With biodiversity in decline around the world, researchers are desperate to catalog all of Earth’s insects and other invertebrates, which represent 90% of the 9 million species yet to be named. To do so, scientists typically face long hours in the lab sorting through the specimens they collected.
Enter DiversityScanner. The approach involves a robot, which plucks individual insects and other small creatures one at a time from trays and photographs them. A computer then uses a type of artificial intelligence known as machine learning to compare each one’s legs, antennae, and other features to known specimens.
The technology then imposes a color code, or heat map, over the image (see above). The warmer the color, say, red, the more the computer program depended on that body part to make a call on the type of insect it was. This heat map makes it easier for researchers checking the identification to see what the program’s “thought” process was.

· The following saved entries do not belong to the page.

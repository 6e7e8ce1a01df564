//! Compose command
//!
//! Resolves the output path, applies the clobber policy and hands the
//! three paths to the compositor.

use crate::{Cli, OutputArgs};
use alphamerge::{AlphaCompositor, ComposeOptions, default_output_path};
use alphamerge_io::has_supported_extension;
use anyhow::{Context, Result, bail};
use std::path::{Path, PathBuf};
use tracing::{debug, warn};

/// Runs the compositor and returns the path that was written.
pub fn run(cli: &Cli) -> Result<PathBuf> {
    let filter = cli.filter;
    let output = resolve_output(&cli.output)?;

    for input in [&cli.color, &cli.mask] {
        if !has_supported_extension(input) {
            warn!("{} has an unusual extension; trying to decode anyway", input.display());
        }
    }
    if !output
        .extension()
        .and_then(|e| e.to_str())
        .is_some_and(|e| e.eq_ignore_ascii_case("png"))
    {
        warn!("{} will contain PNG data regardless of its extension", output.display());
    }

    check_clobber(&output, cli.no_clobber)?;

    debug!(
        color = %cli.color.display(),
        mask = %cli.mask.display(),
        output = %output.display(),
        %filter,
        "composing"
    );

    AlphaCompositor::with_options(ComposeOptions { filter })
        .compose(&cli.color, &cli.mask, &output)
        .context("Failed to build the alpha composite")?;

    Ok(output)
}

/// Picks the explicit output file, or the default name inside `--out-dir`.
pub fn resolve_output(args: &OutputArgs) -> Result<PathBuf> {
    match (&args.output, &args.out_dir) {
        (Some(file), None) => Ok(file.clone()),
        (None, Some(dir)) => Ok(default_output_path(dir)),
        _ => bail!("Specify exactly one of --output or --out-dir"),
    }
}

/// Refuses to replace an existing file when `no_clobber` is set.
fn check_clobber(output: &Path, no_clobber: bool) -> Result<()> {
    if no_clobber && output.exists() {
        bail!("{} already exists (remove --no-clobber to replace it)", output.display());
    }
    Ok(())
}

#[cfg(test)]
mod tests {
    use super::*;

    fn cli(color: PathBuf, mask: PathBuf, output: PathBuf, no_clobber: bool) -> Cli {
        Cli {
            color,
            mask,
            output: OutputArgs { output: Some(output), out_dir: None },
            filter: alphamerge::Filter::Lanczos3,
            no_clobber,
            verbose: 0,
        }
    }

    fn write_gray_png(path: &Path, w: u32, h: u32, value: u8) {
        let image = alphamerge_io::ImageData::from_u8(w, h, 1, vec![value; (w * h) as usize]);
        alphamerge_io::write_png(path, &image).unwrap();
    }

    #[test]
    fn test_resolve_output_file() {
        let args = OutputArgs { output: Some("a/b.png".into()), out_dir: None };
        assert_eq!(resolve_output(&args).unwrap(), PathBuf::from("a/b.png"));
    }

    #[test]
    fn test_resolve_output_dir_uses_default_name() {
        let args = OutputArgs { output: None, out_dir: Some("out".into()) };
        assert_eq!(
            resolve_output(&args).unwrap(),
            Path::new("out").join("image_avec_canal_alpha.png")
        );
    }

    #[test]
    fn test_resolve_output_neither() {
        let args = OutputArgs { output: None, out_dir: None };
        assert!(resolve_output(&args).is_err());
    }

    #[test]
    fn test_run_writes_output() {
        let dir = tempfile::tempdir().unwrap();
        let color = dir.path().join("color.png");
        let mask = dir.path().join("mask.png");
        let out = dir.path().join("out.png");
        write_gray_png(&color, 4, 4, 10);
        write_gray_png(&mask, 2, 2, 99);

        let written = run(&cli(color, mask, out.clone(), false)).unwrap();
        assert_eq!(written, out);

        let result = alphamerge_io::read(&out).unwrap();
        assert_eq!(result.dimensions(), (4, 4));
        assert_eq!(result.channels, 4);
    }

    #[test]
    fn test_no_clobber_keeps_existing() {
        let dir = tempfile::tempdir().unwrap();
        let color = dir.path().join("color.png");
        let out = dir.path().join("out.png");
        write_gray_png(&color, 1, 1, 10);
        std::fs::write(&out, b"precious").unwrap();

        assert!(run(&cli(color.clone(), color, out.clone(), true)).is_err());
        assert_eq!(std::fs::read(&out).unwrap(), b"precious");
    }

    #[test]
    fn test_run_uses_selected_filter() {
        let dir = tempfile::tempdir().unwrap();
        let color = dir.path().join("color.png");
        let mask = dir.path().join("mask.png");
        let out = dir.path().join("out.png");
        write_gray_png(&color, 3, 3, 10);
        write_gray_png(&mask, 2, 2, 200);

        let mut args = cli(color, mask, out.clone(), false);
        args.filter = alphamerge::Filter::Nearest;
        run(&args).unwrap();

        let rgba = alphamerge_io::read(&out).unwrap().to_u8();
        assert!(rgba.chunks_exact(4).all(|px| px[3] == 200));
    }
}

The robot then moves each insect into a plate with 96 tiny wells, readying these specimens for DNA sequencing. The resulting species-identifying piece of sequence—a “DNA barcode”—is linked to the image in a database of all the cataloged specimens.
Although not quite as good as a human expert, the approach accurately classifies insects 91% of the time, the designers of the technology report in a study posted to the preprint server bioRxiv. That accuracy will improve as more specimens are added to the database, they note.
The researchers have made the software and 3D printing plans for the technology openly available. And, as the scientists describe in a second preprint, they have simplified the sequencing steps and software so that developing countries and small organizations can take advantage of it—96 insects at a time.